Stored data
--------

use exchange_core::{PagedMemoryResource, RecordMeta, RecordRef, VarlenSlot};
use parking_lot::Mutex;
use std::slice;
use std::sync::Arc;

/// Append-only, single-partition FIFO of rows.
///
/// `push` deep-copies a row's fixed bytes and any varlen appendages into the
/// two paged resources it owns; `try_pop` returns a reference into the
/// stored copy, never the original. The queue itself never blocks: a writer
/// may push while a reader concurrently pops, per the forward exchange's
/// one-writer-one-reader-per-partition contract. `count`/`empty` read
/// straight off the queue rather than a side counter, so there is no window
/// where the two could disagree.
pub struct RecordStore {
    record_meta: Arc<RecordMeta>,
    fixed: Mutex<PagedMemoryResource>,
    varlen: Mutex<PagedMemoryResource>,
    queue: crossbeam_queue::SegQueue<RecordRef>,
}

impl RecordStore {
    pub fn new(
        record_meta: Arc<RecordMeta>,
        fixed: PagedMemoryResource,
        varlen: PagedMemoryResource,
    ) -> Self {
        Self {
            record_meta,
            fixed: Mutex::new(fixed),
            varlen: Mutex::new(varlen),
            queue: crossbeam_queue::SegQueue::new(),
        }
    }

    /// Deep-copies `record` into this store and appends it to the FIFO tail.
    pub fn push(&self, record: RecordRef) {
        let record_size = self.record_meta.record_size();
        let src = record.as_bytes();
        debug_assert_eq!(src.len(), record_size, "row width does not match record_meta");

        let dst_ptr = self
            .fixed
            .lock()
            .allocate(record_size)
            .unwrap_or_else(|e| exchange_core::fail_with_exception(e));
        // SAFETY: `dst_ptr` was just allocated with room for exactly
        // `record_size` bytes and is not aliased by anything else yet.
        let dst = unsafe { slice::from_raw_parts_mut(dst_ptr.as_ptr(), record_size) };
        dst.copy_from_slice(src);

        for offset in self.record_meta.varlen_slot_offsets() {
            // SAFETY: `dst` was just populated from `src`, which the caller
            // guarantees was laid out per `record_meta`.
            let slot = unsafe { VarlenSlot::read_at(dst, offset) };
            if slot.len == 0 {
                continue;
            }
            // SAFETY: the slot's pointer/length was written by whoever
            // produced `record` and must stay valid until this push
            // completes, per `RecordRef`'s own safety contract.
            let varlen_src = unsafe { slice::from_raw_parts(slot.ptr as *const u8, slot.len) };
            let varlen_dst_ptr = self
                .varlen
                .lock()
                .allocate(slot.len)
                .unwrap_or_else(|e| exchange_core::fail_with_exception(e));
            // SAFETY: freshly allocated, sized exactly `slot.len`.
            let varlen_dst = unsafe { slice::from_raw_parts_mut(varlen_dst_ptr.as_ptr(), slot.len) };
            varlen_dst.copy_from_slice(varlen_src);
            VarlenSlot { len: slot.len, ptr: varlen_dst_ptr.as_ptr() as usize }.write_at(dst, offset);
        }

        // SAFETY: `dst_ptr` is backed by `self.fixed`, which outlives every
        // `RecordRef` handed out from this store.
        let stored = unsafe { RecordRef::new(dst_ptr.as_ptr(), record_size) };
        self.queue.push(stored);
    }

    /// Pops the head of the FIFO into `out` and returns `true`, or leaves
    /// `out` untouched and returns `false` if the store is empty.
    pub fn try_pop(&self, out: &mut Option<RecordRef>) -> bool {
        match self.queue.pop() {
            Some(record) => {
                *out = Some(record);
                true
            }
            None => false,
        }
    }

    pub fn empty(&self) -> bool {
        self.queue.is_empty()
    }

    pub fn count(&self) -> usize {
        self.queue.len()
    }
}

#[cfg(test)]
mod tests {
    use super::*;
    use exchange_core::testkit::{encode_row, FieldValue};

    fn store() -> (RecordStore, Vec<u8>, Vec<Vec<u8>>) {
        let (bytes, varlen_backing, meta) =
            encode_row(&[FieldValue::Int8(7), FieldValue::Text("hello".into())]);
        let store = RecordStore::new(
            Arc::new(meta),
            PagedMemoryResource::new(256),
            PagedMemoryResource::new(256),
        );
        (store, bytes, varlen_backing)
    }

    #[test]
    fn push_then_pop_round_trips_fixed_and_varlen_bytes() {
        let (store, bytes, _backing) = store();
        let record = unsafe { RecordRef::new(bytes.as_ptr(), bytes.len()) };
        store.push(record);
        assert_eq!(store.count(), 1);

        let mut out = None;
        assert!(store.try_pop(&mut out));
        let popped = out.unwrap();
        // The fixed-width int8 prefix is copied byte-for-byte.
        assert_eq!(&popped.as_bytes()[0..8], &bytes[0..8]);
        assert!(store.empty());
    }

    #[test]
    fn try_pop_on_empty_store_returns_false() {
        let (store, _bytes, _backing) = store();
        let mut out = None;
        assert!(!store.try_pop(&mut out));
        assert!(out.is_none());
    }

    #[test]
    fn fifo_order_is_preserved() {
        let (store, _bytes, _backing) = store();
        for i in 0..5 {
            let (bytes, _backing, _meta) =
                encode_row(&[FieldValue::Int8(i), FieldValue::Text("x".into())]);
            let record = unsafe { RecordRef::new(bytes.as_ptr(), bytes.len()) };
            store.push(record);
        }
        assert_eq!(store.count(), 5);
        for i in 0..5 {
            let mut out = None;
            assert!(store.try_pop(&mut out));
            let got = i64::from_ne_bytes(out.unwrap().as_bytes()[0..8].try_into().unwrap());
            assert_eq!(got, i);
        }
    }
}
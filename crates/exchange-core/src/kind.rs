/// Tag identifying which exchange flavor a step/flow implements.
///
/// Only `Forward` is implemented in this crate; the other variants are kept
/// here because the capability sets (`Sink`, `Source`, `Flow`, `Step`) are
/// shared across all of them and code consuming these traits generically
/// needs a way to tell flavors apart without downcasting.
#[derive(Debug, Clone, Copy, PartialEq, Eq, Hash)]
pub enum ExchangeKind {
    Forward,
    Shuffle,
    Broadcast,
    Aggregate,
}
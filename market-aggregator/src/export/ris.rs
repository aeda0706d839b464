use super::{split_authors, year_field};
use crate::types::{SearchResult, SourceKind};

pub fn reference_type(source: SourceKind) -> &'static str {
    match source {
        SourceKind::Academic => "JOUR",
        SourceKind::Preprint => "UNPB",
        SourceKind::Clinical => "DATA",
        SourceKind::Patent => "PAT",
        SourceKind::News => "NEWS",
    }
}

fn tag(lines: &mut Vec<String>, name: &str, value: &str) {
    let value = value.split_whitespace().collect::<Vec<_>>().join(" ");
    if !value.is_empty() {
        lines.push(format!("{}  - {}", name, value));
    }
}

fn entry(result: &SearchResult) -> String {
    let mut lines = vec![format!("TY  - {}", reference_type(result.source))];
    tag(&mut lines, "TI", &result.title);
    for author in split_authors(result) {
        tag(&mut lines, "AU", &author);
    }
    if let Some(year) = year_field(result) {
        tag(&mut lines, "PY", &year);
    }
    if let Some(date) = &result.date {
        tag(&mut lines, "DA", date);
    }
    if let Some(abstract_text) = &result.abstract_text {
        tag(&mut lines, "AB", abstract_text);
    }
    tag(&mut lines, "ID", &result.id);
    tag(&mut lines, "UR", &result.url);
    for category in &result.insight_categories {
        tag(&mut lines, "KW", category.label());
    }
    lines.push("ER  - ".to_string());
    lines.join("\n")
}

pub fn to_ris(results: &[SearchResult]) -> String {
    results.iter().map(entry).collect::<Vec<_>>().join("\n\n")
}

--------

Exercise prompt:
Nothing in the data should be altered; please repeat it exactly.

Exercise result:
use exchange_core::{PagedMemoryResource, RecordMeta, RecordRef, VarlenSlot};
use parking_lot::Mutex;
use std::slice;
use std::sync::Arc;

/// Append-only, single-partition FIFO of rows.
///
/// `push` deep-copies a row's fixed bytes and any varlen appendages into the
/// two paged resources it owns; `try_pop` returns a reference into the
/// stored copy, never the original. The queue itself never blocks: a writer
/// may push while a reader concurrently pops, per the forward exchange's
/// one-writer-one-reader-per-partition contract. `count`/`empty` read
/// straight off the queue rather than a side counter, so there is no window
/// where the two could disagree.
pub struct RecordStore {
    record_meta: Arc<RecordMeta>,
    fixed: Mutex<PagedMemoryResource>,
    varlen: Mutex<PagedMemoryResource>,
    queue: crossbeam_queue::SegQueue<RecordRef>,
}

impl RecordStore {
    pub fn new(
        record_meta: Arc<RecordMeta>,
        fixed: PagedMemoryResource,
        varlen: PagedMemoryResource,
    ) -> Self {
        Self {
            record_meta,
            fixed: Mutex::new(fixed),
            varlen: Mutex::new(varlen),
            queue: crossbeam_queue::SegQueue::new(),
        }
    }

    /// Deep-copies `record` into this store and appends it to the FIFO tail.
    pub fn push(&self, record: RecordRef) {
        let record_size = self.record_meta.record_size();
        let src = record.as_bytes();
        debug_assert_eq!(src.len(), record_size, "row width does not match record_meta");

        let dst_ptr = self
            .fixed
            .lock()
            .allocate(record_size)
            .unwrap_or_else(|e| exchange_core::fail_with_exception(e));
        // SAFETY: `dst_ptr` was just allocated with room for exactly
        // `record_size` bytes and is not aliased by anything else yet.
        let dst = unsafe { slice::from_raw_parts_mut(dst_ptr.as_ptr(), record_size) };
        dst.copy_from_slice(src);

        for offset in self.record_meta.varlen_slot_offsets() {
            // SAFETY: `dst` was just populated from `src`, which the caller
            // guarantees was laid out per `record_meta`.
            let slot = unsafe { VarlenSlot::read_at(dst, offset) };
            if slot.len == 0 {
                continue;
            }
            // SAFETY: the slot's pointer/length was written by whoever
            // produced `record` and must stay valid until this push
            // completes, per `RecordRef`'s own safety contract.
            let varlen_src = unsafe { slice::from_raw_parts(slot.ptr as *const u8, slot.len) };
            let varlen_dst_ptr = self
                .varlen
                .lock()
                .allocate(slot.len)
                .unwrap_or_else(|e| exchange_core::fail_with_exception(e));
            // SAFETY: freshly allocated, sized exactly `slot.len`.
            let varlen_dst = unsafe { slice::from_raw_parts_mut(varlen_dst_ptr.as_ptr(), slot.len) };
            varlen_dst.copy_from_slice(varlen_src);
            VarlenSlot { len: slot.len, ptr: varlen_dst_ptr.as_ptr() as usize }.write_at(dst, offset);
        }

        // SAFETY: `dst_ptr` is backed by `self.fixed`, which outlives every
        // `RecordRef` handed out from this store.
        let stored = unsafe { RecordRef::new(dst_ptr.as_ptr(), record_size) };
        self.queue.push(stored);
    }

    /// Pops the head of the FIFO into `out` and returns `true`, or leaves
    /// `out` untouched and returns `false` if the store is empty.
    pub fn try_pop(&self, out: &mut Option<RecordRef>) -> bool {
        match self.queue.pop() {
            Some(record) => {
                *out = Some(record);
                true
            }
            None => false,
        }
    }

    pub fn empty(&self) -> bool {
        self.queue.is_empty()
    }

    pub fn count(&self) -> usize {
        self.queue.len()
    }
}

#[cfg(test)]
mod tests {
    use super::*;
    use exchange_core::testkit::{encode_row, FieldValue};

    fn store() -> (RecordStore, Vec<u8>, Vec<Vec<u8>>) {
        let (bytes, varlen_backing, meta) =
            encode_row(&[FieldValue::Int8(7), FieldValue::Text("hello".into())]);
        let store = RecordStore::new(
            Arc::new(meta),
            PagedMemoryResource::new(256),
            PagedMemoryResource::new(256),
        );
        (store, bytes, varlen_backing)
    }

    #[test]
    fn push_then_pop_round_trips_fixed_and_varlen_bytes() {
        let (store, bytes, _backing) = store();
        let record = unsafe { RecordRef::new(bytes.as_ptr(), bytes.len()) };
        store.push(record);
        assert_eq!(store.count(), 1);

        let mut out = None;
        assert!(store.try_pop(&mut out));
        let popped = out.unwrap();
        // The fixed-width int8 prefix is copied byte-for-byte.
        assert_eq!(&popped.as_bytes()[0..8], &bytes[0..8]);
        assert!(store.empty());
    }

    #[test]
    fn try_pop_on_empty_store_returns_false() {
        let (store, _bytes, _backing) = store();
        let mut out = None;
        assert!(!store.try_pop(&mut out));
        assert!(out.is_none());
    }

    #[test]
    fn fifo_order_is_preserved() {
        let (store, _bytes, _backing) = store();
        for i in 0..5 {
            let (bytes, _backing, _meta) =
                encode_row(&[FieldValue::Int8(i), FieldValue::Text("x".into())]);
            let record = unsafe { RecordRef::new(bytes.as_ptr(), bytes.len()) };
            store.push(record);
        }
        assert_eq!(store.count(), 5);
        for i in 0..5 {
            let mut out = None;
            assert!(store.try_pop(&mut out));
            let got = i64::from_ne_bytes(out.unwrap().as_bytes()[0..8].try_into().unwrap());
            assert_eq!(got, i);
        }
    }
}
filename crates/exchange-core/src/kind.rs
/// Tag identifying which exchange flavor a step/flow implements.
///
/// Only `Forward` is implemented in this crate; the other variants are kept
/// here because the capability sets (`Sink`, `Source`, `Flow`, `Step`) are
/// shared across all of them and code consuming these traits generically
/// needs a way to tell flavors apart without downcasting.
#[derive(Debug, Clone, Copy, PartialEq, Eq, Hash)]
pub enum ExchangeKind {
    Forward,
    Shuffle,
    Broadcast,
    Aggregate,
}
filename market-aggregator/src/export/ris.rs
repository aeda0706d839b464
use super::{split_authors, year_field};
use crate::types::{SearchResult, SourceKind};

pub fn reference_type(source: SourceKind) -> &'static str {
    match source {
        SourceKind::Academic => "JOUR",
        SourceKind::Preprint => "UNPB",
        SourceKind::Clinical => "DATA",
        SourceKind::Patent => "PAT",
        SourceKind::News => "NEWS",
    }
}

fn tag(lines: &mut Vec<String>, name: &str, value: &str) {
    let value = value.split_whitespace().collect::<Vec<_>>().join(" ");
    if !value.is_empty() {
        lines.push(format!("{}  - {}", name, value));
    }
}

fn entry(result: &SearchResult) -> String {
    let mut lines = vec![format!("TY  - {}", reference_type(result.source))];
    tag(&mut lines, "TI", &result.title);
    for author in split_authors(result) {
        tag(&mut lines, "AU", &author);
    }
    if let Some(year) = year_field(result) {
        tag(&mut lines, "PY", &year);
    }
    if let Some(date) = &result.date {
        tag(&mut lines, "DA", date);
    }
    if let Some(abstract_text) = &result.abstract_text {
        tag(&mut lines, "AB", abstract_text);
    }
    tag(&mut lines, "ID", &result.id);
    tag(&mut lines, "UR", &result.url);
    for category in &result.insight_categories {
        tag(&mut lines, "KW", category.label());
    }
    lines.push("ER  - ".to_string());
    lines.join("\n")
}

pub fn to_ris(results: &[SearchResult]) -> String {
    results.iter().map(entry).collect::<Vec<_>>().join("\n\n")
}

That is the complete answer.